== The task ==
If a line in the data contains "TourState", copy it out.

== Material provided ==
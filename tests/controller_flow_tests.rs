use std::cell::RefCell;
use std::collections::VecDeque;
use std::rc::Rc;

use glam::Vec2;
use tsp_tour_collector::{
    AppCommand, AppController, AppIntent, AppOptions, AppState, CanvasMapping, HttpMethod,
    HttpRequest, HttpResponse, Prompt, ScriptedPrompt, SessionPhase, SubmitFailurePolicy,
    TourEncoding, TourState, TourVariant, Transport, TransportError,
};

const SQUARE: &str = "[[0, 0], [10, 0], [0, 10], [10, 10]]";
const COLORED_SQUARE: &str = r##"{"cities": [[20, 20], [80, 20], [20, 80], [80, 80]], "colors": ["#00f", 1, 0, "#f90"], "width": 100, "height": 100}"##;

/// Transport mit vorab festgelegten Antworten, protokolliert alle Requests.
#[derive(Default)]
struct ScriptedTransport {
    responses: VecDeque<Result<HttpResponse, TransportError>>,
    requests: Vec<HttpRequest>,
}

impl ScriptedTransport {
    fn new(responses: impl IntoIterator<Item = Result<HttpResponse, TransportError>>) -> Self {
        Self {
            responses: responses.into_iter().collect(),
            requests: Vec::new(),
        }
    }

    fn gets(&self) -> usize {
        self.requests
            .iter()
            .filter(|r| r.method == HttpMethod::Get)
            .count()
    }

    fn paths(&self) -> Vec<&str> {
        self.requests.iter().map(|r| r.path.as_str()).collect()
    }
}

impl Transport for ScriptedTransport {
    fn request(&mut self, request: &HttpRequest) -> Result<HttpResponse, TransportError> {
        self.requests.push(request.clone());
        self.responses
            .pop_front()
            .unwrap_or_else(|| Ok(HttpResponse::new(404, "")))
    }
}

/// Prompt, dessen Protokoll nach dem Boxen im AppState lesbar bleibt.
#[derive(Clone)]
struct SharedPrompt(Rc<RefCell<ScriptedPrompt>>);

impl SharedPrompt {
    fn always(answer: bool) -> Self {
        Self(Rc::new(RefCell::new(ScriptedPrompt::always(answer))))
    }

    fn notices(&self) -> Vec<String> {
        self.0.borrow().notices.clone()
    }

    fn asked(&self) -> Vec<String> {
        self.0.borrow().asked.clone()
    }
}

impl Prompt for SharedPrompt {
    fn confirm(&mut self, prompt: &str) -> bool {
        self.0.borrow_mut().confirm(prompt)
    }

    fn notify(&mut self, message: &str) {
        self.0.borrow_mut().notify(message)
    }
}

fn state_with(options: AppOptions, prompt: &SharedPrompt) -> AppState {
    AppState::with_options(options).with_prompt(Box::new(prompt.clone()))
}

fn classic_options() -> AppOptions {
    AppOptions {
        variant: TourVariant::Classic,
        ..AppOptions::default()
    }
}

fn click(controller: &mut AppController, state: &mut AppState, x: f32, y: f32) {
    controller
        .handle_intent(
            state,
            AppIntent::CanvasClicked {
                physical: Vec2::new(x, y),
                canvas: CanvasMapping::identity(state.tour.logical_size()),
            },
        )
        .expect("Klick sollte ohne Fehler durchlaufen");
}

fn start(controller: &mut AppController, state: &mut AppState, transport: &mut ScriptedTransport) {
    controller
        .handle_intent(state, AppIntent::SessionStartRequested)
        .expect("Start sollte ohne Fehler durchlaufen");
    controller
        .pump_blocking(state, transport)
        .expect("Pump sollte ohne Fehler durchlaufen");
}

#[test]
fn test_not_found_exhausts_session_and_stops_fetching() {
    let mut controller = AppController::new();
    let prompt = SharedPrompt::always(false);
    let mut state = state_with(AppOptions::default(), &prompt);
    let mut transport = ScriptedTransport::new([Ok(HttpResponse::new(404, "Not Found"))]);

    start(&mut controller, &mut state, &mut transport);

    assert!(state.session.state().exhausted);
    assert!(state.session.may_discard());
    assert_eq!(transport.gets(), 1);
    assert_eq!(prompt.notices(), vec!["No more problems!".to_string()]);

    // Weitere Starts oder Einreichungen erzeugen keinen GET mehr
    controller
        .handle_intent(&mut state, AppIntent::SessionStartRequested)
        .expect("robust");
    controller
        .handle_intent(&mut state, AppIntent::SubmitRequested)
        .expect("robust");
    controller
        .pump_blocking(&mut state, &mut transport)
        .expect("robust");
    assert_eq!(transport.gets(), 1);
}

#[test]
fn test_incomplete_submit_keeps_index_and_notifies() {
    let mut controller = AppController::new();
    let prompt = SharedPrompt::always(false);
    let mut state = state_with(classic_options(), &prompt);
    let mut transport = ScriptedTransport::new([Ok(HttpResponse::new(200, SQUARE))]);

    start(&mut controller, &mut state, &mut transport);
    click(&mut controller, &mut state, 0.5, 0.5);
    click(&mut controller, &mut state, 9.5, 0.5);

    controller
        .handle_intent(&mut state, AppIntent::SubmitRequested)
        .expect("Submit sollte robust sein");

    assert_eq!(state.session.problem_index(), 0);
    assert!(state.outbox.is_empty());
    assert_eq!(state.tour.tour(), vec![0, 1]);
    assert_eq!(prompt.notices(), vec!["Tour incomplete!".to_string()]);
    assert_eq!(state.ui.status_message.as_deref(), Some("Tour incomplete!"));
}

#[test]
fn test_full_classic_round_advances_to_next_problem() {
    let mut controller = AppController::new();
    let prompt = SharedPrompt::always(false);
    let mut state = state_with(classic_options(), &prompt);
    let mut transport = ScriptedTransport::new([
        Ok(HttpResponse::new(200, SQUARE)),
        Ok(HttpResponse::new(200, "")),
        Ok(HttpResponse::new(200, SQUARE)),
    ]);

    start(&mut controller, &mut state, &mut transport);
    assert_eq!(state.session.phase(), SessionPhase::Ready);
    assert_eq!(state.session.display_number(), 1);

    for (x, y) in [(0.5, 0.5), (9.5, 0.2), (0.3, 9.8), (10.2, 10.1)] {
        click(&mut controller, &mut state, x, y);
    }
    assert_eq!(state.tour.tour(), vec![0, 1, 2, 3]);
    assert_eq!(state.tour.state(), TourState::Complete);
    assert!(state.session.state().tour_complete);

    controller
        .handle_intent(&mut state, AppIntent::SubmitRequested)
        .expect("Submit");
    assert!(state.tour.cities().is_empty());

    controller
        .pump_blocking(&mut state, &mut transport)
        .expect("Pump");

    assert_eq!(
        transport.paths(),
        vec!["/api/0/cities", "/api/0/tour", "/api/1/cities"]
    );
    assert_eq!(
        transport.requests[1].body.as_deref(),
        Some("data=%5B0%2C1%2C2%2C3%5D")
    );
    assert_eq!(state.session.display_number(), 2);
    assert_eq!(state.city_count(), 4);
    assert!(state.tour.tour().is_empty());
}

#[test]
fn test_colored_submission_sends_cities_and_timestamps() {
    let mut controller = AppController::new();
    let prompt = SharedPrompt::always(false);
    let options = AppOptions {
        tour_encoding: TourEncoding::Cities,
        ..AppOptions::default()
    };
    let mut state = state_with(options, &prompt);
    let mut transport = ScriptedTransport::new([
        Ok(HttpResponse::new(200, COLORED_SQUARE)),
        Ok(HttpResponse::new(200, "")),
    ]);

    start(&mut controller, &mut state, &mut transport);
    for (x, y) in [(21.0, 21.0), (79.0, 21.0), (79.0, 79.0), (21.0, 79.0)] {
        click(&mut controller, &mut state, x, y);
    }
    assert!(state.tour.is_complete());

    controller
        .handle_intent(&mut state, AppIntent::SubmitRequested)
        .expect("Submit");
    controller
        .pump_blocking(&mut state, &mut transport)
        .expect("Pump");

    let body = transport.requests[1].body.clone().expect("POST-Body");
    assert!(body.starts_with("data="));
    let json: String = url::form_urlencoded::parse(body.as_bytes())
        .find(|(k, _)| k == "data")
        .map(|(_, v)| v.into_owned())
        .expect("data-Feld");
    let payload: serde_json::Value = serde_json::from_str(&json).expect("JSON");
    assert_eq!(payload[0][0], serde_json::json!([20.0, 20.0, "#00f"]));
    assert_eq!(payload[0][2], serde_json::json!([80.0, 80.0, "#f90"]));
    assert_eq!(payload[1].as_array().map(Vec::len), Some(4));

    // Nach Erschöpfung darf geschlossen werden
    assert!(state.session.state().exhausted);
}

#[test]
fn test_click_far_from_cities_is_ignored_in_colored_variant() {
    let mut controller = AppController::new();
    let prompt = SharedPrompt::always(false);
    let mut state = state_with(AppOptions::default(), &prompt);
    let mut transport = ScriptedTransport::new([Ok(HttpResponse::new(200, COLORED_SQUARE))]);

    start(&mut controller, &mut state, &mut transport);
    click(&mut controller, &mut state, 50.0, 50.0);

    assert!(state.tour.tour().is_empty());
    assert!(state.tour.timestamps().is_empty());
    assert!(state.ui.last_rejection.is_some());
}

#[test]
fn test_click_while_submitting_finds_no_city() {
    let mut controller = AppController::new();
    let prompt = SharedPrompt::always(false);
    let mut state = state_with(classic_options(), &prompt);
    let mut transport = ScriptedTransport::new([Ok(HttpResponse::new(200, SQUARE))]);

    start(&mut controller, &mut state, &mut transport);
    for (x, y) in [(0.0, 0.0), (10.0, 0.0), (0.0, 10.0), (10.0, 10.0)] {
        click(&mut controller, &mut state, x, y);
    }
    controller
        .handle_intent(&mut state, AppIntent::SubmitRequested)
        .expect("Submit");

    // Request noch nicht gesendet: keine Städte geladen
    click(&mut controller, &mut state, 0.0, 0.0);
    assert!(matches!(
        state.ui.last_rejection,
        Some(tsp_tour_collector::ClickRejection::NoEligibleCity)
    ));
    assert_eq!(state.session.phase(), SessionPhase::Submitting);
}

#[test]
fn test_stay_on_failure_refetches_same_problem() {
    let mut controller = AppController::new();
    let prompt = SharedPrompt::always(false);
    let options = AppOptions {
        variant: TourVariant::Classic,
        submit_failure_policy: SubmitFailurePolicy::StayOnFailure,
        ..AppOptions::default()
    };
    let mut state = state_with(options, &prompt);
    let mut transport = ScriptedTransport::new([
        Ok(HttpResponse::new(200, SQUARE)),
        Err(TransportError::Request {
            path: "/api/0/tour".into(),
            message: "connection reset".into(),
        }),
        Ok(HttpResponse::new(200, SQUARE)),
    ]);

    start(&mut controller, &mut state, &mut transport);
    for (x, y) in [(0.0, 0.0), (10.0, 0.0), (0.0, 10.0), (10.0, 10.0)] {
        click(&mut controller, &mut state, x, y);
    }
    controller
        .handle_intent(&mut state, AppIntent::SubmitRequested)
        .expect("Submit");
    controller
        .pump_blocking(&mut state, &mut transport)
        .expect("Pump");

    assert_eq!(transport.paths()[2], "/api/0/cities");
    assert_eq!(state.session.problem_index(), 0);
    assert_eq!(state.session.phase(), SessionPhase::Ready);
}

#[test]
fn test_colored_clear_requires_confirmation() {
    let mut controller = AppController::new();
    let prompt = SharedPrompt::always(false);
    let mut state = state_with(AppOptions::default(), &prompt);
    let mut transport = ScriptedTransport::new([Ok(HttpResponse::new(200, COLORED_SQUARE))]);

    start(&mut controller, &mut state, &mut transport);
    click(&mut controller, &mut state, 21.0, 21.0);

    controller
        .handle_intent(&mut state, AppIntent::ClearRequested)
        .expect("Clear");
    assert_eq!(state.tour.tour(), vec![0]);
    assert_eq!(state.tour.timestamps().len(), 1);
    assert_eq!(prompt.asked(), vec!["Clear existing tour?".to_string()]);
}

#[test]
fn test_classic_clear_restarts_without_prompt() {
    let mut controller = AppController::new();
    let prompt = SharedPrompt::always(false);
    let mut state = state_with(classic_options(), &prompt);
    let mut transport = ScriptedTransport::new([Ok(HttpResponse::new(200, SQUARE))]);

    start(&mut controller, &mut state, &mut transport);
    click(&mut controller, &mut state, 0.0, 0.0);
    click(&mut controller, &mut state, 10.0, 0.0);

    controller
        .handle_intent(&mut state, AppIntent::ClearRequested)
        .expect("Clear");
    assert!(state.tour.tour().is_empty());
    assert_eq!(state.tour.state(), TourState::Empty);
    assert_eq!(state.city_count(), 4);
    assert!(prompt.asked().is_empty());
}

#[test]
fn test_undo_logs_command_and_reopens_tour() {
    let mut controller = AppController::new();
    let prompt = SharedPrompt::always(false);
    let mut state = state_with(classic_options(), &prompt);
    let mut transport = ScriptedTransport::new([Ok(HttpResponse::new(200, SQUARE))]);

    start(&mut controller, &mut state, &mut transport);
    for (x, y) in [(0.0, 0.0), (10.0, 0.0), (0.0, 10.0), (10.0, 10.0)] {
        click(&mut controller, &mut state, x, y);
    }
    assert!(state.session.state().tour_complete);

    controller
        .handle_intent(&mut state, AppIntent::UndoRequested)
        .expect("Undo");

    assert!(!state.session.state().tour_complete);
    assert_eq!(state.tour.state(), TourState::PartialSelection { current: 2 });
    let last = state
        .command_log
        .entries()
        .last()
        .expect("Es sollte ein Command geloggt sein");
    assert!(matches!(last, AppCommand::UndoLastStep));
}

#[test]
fn test_close_is_guarded_until_exhausted() {
    let mut controller = AppController::new();
    let prompt = SharedPrompt::always(false);
    let mut state = state_with(AppOptions::default(), &prompt);
    let mut transport = ScriptedTransport::new([Ok(HttpResponse::new(200, COLORED_SQUARE))]);
    start(&mut controller, &mut state, &mut transport);

    controller
        .handle_intent(&mut state, AppIntent::CloseRequested)
        .expect("Close");
    assert!(!state.should_exit);
    assert_eq!(prompt.asked().len(), 1);

    // Classic-Variante fragt nie nach
    let mut classic = state_with(classic_options(), &prompt);
    controller
        .handle_intent(&mut classic, AppIntent::CloseRequested)
        .expect("Close");
    assert!(classic.should_exit);
    assert_eq!(prompt.asked().len(), 1);
}

#[test]
fn test_completion_notice_only_while_complete() {
    let mut controller = AppController::new();
    let prompt = SharedPrompt::always(false);
    let mut state = state_with(classic_options(), &prompt);
    let mut transport = ScriptedTransport::new([Ok(HttpResponse::new(200, SQUARE))]);

    start(&mut controller, &mut state, &mut transport);
    for (x, y) in [(0.0, 0.0), (10.0, 0.0), (0.0, 10.0), (10.0, 10.0)] {
        click(&mut controller, &mut state, x, y);
    }
    assert!(state.ui.completion_notice_at.is_some());

    controller
        .handle_intent(&mut state, AppIntent::CompletionNoticeDue)
        .expect("Notice");
    assert_eq!(prompt.notices(), vec!["Tour complete!".to_string()]);
    assert!(state.ui.completion_notice_at.is_none());
}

== Answer to this task ==
    TourEncoding, TourState, TourVariant, Transport, TransportError,
    assert_eq!(state.tour.state(), TourState::Complete);
    assert_eq!(state.tour.state(), TourState::Empty);
    assert_eq!(state.tour.state(), TourState::PartialSelection { current: 2 });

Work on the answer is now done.